═══ Data supplied

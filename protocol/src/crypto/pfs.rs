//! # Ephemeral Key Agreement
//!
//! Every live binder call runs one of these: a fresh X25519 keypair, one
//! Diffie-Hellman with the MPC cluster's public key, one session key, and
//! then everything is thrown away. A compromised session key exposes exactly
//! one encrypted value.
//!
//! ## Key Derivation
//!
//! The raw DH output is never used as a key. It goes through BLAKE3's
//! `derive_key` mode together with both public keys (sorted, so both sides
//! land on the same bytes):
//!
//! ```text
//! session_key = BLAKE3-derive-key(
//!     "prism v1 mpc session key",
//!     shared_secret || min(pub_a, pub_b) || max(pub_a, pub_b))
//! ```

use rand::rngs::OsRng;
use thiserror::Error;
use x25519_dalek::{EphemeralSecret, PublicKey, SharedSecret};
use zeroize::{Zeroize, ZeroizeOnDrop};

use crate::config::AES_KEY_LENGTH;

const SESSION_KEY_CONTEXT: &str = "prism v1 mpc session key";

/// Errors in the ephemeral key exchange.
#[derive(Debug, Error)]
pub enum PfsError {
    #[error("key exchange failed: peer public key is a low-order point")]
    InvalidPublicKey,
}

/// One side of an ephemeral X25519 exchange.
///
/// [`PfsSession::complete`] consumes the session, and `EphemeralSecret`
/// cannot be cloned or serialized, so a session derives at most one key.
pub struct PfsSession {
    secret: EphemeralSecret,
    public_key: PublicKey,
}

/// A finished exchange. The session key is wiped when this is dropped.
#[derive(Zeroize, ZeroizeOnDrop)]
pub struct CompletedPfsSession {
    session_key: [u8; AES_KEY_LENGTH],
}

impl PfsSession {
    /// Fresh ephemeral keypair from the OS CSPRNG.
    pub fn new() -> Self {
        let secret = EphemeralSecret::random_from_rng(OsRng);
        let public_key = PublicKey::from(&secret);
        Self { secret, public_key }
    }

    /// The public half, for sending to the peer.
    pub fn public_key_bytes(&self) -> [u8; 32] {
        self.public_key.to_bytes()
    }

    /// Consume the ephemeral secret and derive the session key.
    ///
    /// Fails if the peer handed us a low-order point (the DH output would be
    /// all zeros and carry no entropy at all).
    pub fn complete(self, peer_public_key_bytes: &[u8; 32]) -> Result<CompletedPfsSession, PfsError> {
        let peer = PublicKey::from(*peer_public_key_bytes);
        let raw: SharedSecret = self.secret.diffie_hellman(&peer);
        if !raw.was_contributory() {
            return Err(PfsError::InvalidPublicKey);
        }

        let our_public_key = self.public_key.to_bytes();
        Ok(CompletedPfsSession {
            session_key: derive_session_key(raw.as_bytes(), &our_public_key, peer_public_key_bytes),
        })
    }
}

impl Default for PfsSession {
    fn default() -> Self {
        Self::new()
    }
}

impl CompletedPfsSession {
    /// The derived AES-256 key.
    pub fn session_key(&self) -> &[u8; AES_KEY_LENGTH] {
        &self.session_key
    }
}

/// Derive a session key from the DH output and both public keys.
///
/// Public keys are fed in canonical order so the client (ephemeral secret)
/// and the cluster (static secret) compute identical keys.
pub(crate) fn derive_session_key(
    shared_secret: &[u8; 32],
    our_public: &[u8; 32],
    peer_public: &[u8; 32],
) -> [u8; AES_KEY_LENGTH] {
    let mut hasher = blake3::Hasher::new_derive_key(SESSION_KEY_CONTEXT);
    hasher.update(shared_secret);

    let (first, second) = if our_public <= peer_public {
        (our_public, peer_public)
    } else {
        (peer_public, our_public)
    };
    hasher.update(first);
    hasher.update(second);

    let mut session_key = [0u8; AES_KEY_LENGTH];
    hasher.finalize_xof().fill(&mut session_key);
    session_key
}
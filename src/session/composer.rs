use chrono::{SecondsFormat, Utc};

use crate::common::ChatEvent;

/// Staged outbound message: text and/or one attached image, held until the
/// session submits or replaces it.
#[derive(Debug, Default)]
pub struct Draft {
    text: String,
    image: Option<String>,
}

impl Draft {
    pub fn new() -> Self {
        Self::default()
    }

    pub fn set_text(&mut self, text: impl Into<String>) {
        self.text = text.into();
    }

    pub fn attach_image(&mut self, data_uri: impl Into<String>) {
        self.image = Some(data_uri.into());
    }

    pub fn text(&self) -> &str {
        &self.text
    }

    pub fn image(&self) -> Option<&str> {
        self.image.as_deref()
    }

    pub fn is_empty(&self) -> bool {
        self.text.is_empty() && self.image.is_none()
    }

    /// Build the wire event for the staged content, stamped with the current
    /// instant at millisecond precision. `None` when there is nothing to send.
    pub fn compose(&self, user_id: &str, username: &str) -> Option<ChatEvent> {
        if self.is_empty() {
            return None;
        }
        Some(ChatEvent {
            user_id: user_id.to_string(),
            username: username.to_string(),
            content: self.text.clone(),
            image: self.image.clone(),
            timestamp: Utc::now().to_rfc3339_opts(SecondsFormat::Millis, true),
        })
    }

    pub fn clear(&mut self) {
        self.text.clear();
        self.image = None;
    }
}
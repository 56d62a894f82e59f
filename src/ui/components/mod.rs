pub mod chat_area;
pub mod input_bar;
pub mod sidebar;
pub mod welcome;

══════

**Exercise:** Check each line of the records for the string "output" and copy those that have it.

**Solution:**
//! The raw DH output is never used as a key. It goes through BLAKE3's
    /// Fails if the peer handed us a low-order point (the DH output would be
/// Derive a session key from the DH output and both public keys.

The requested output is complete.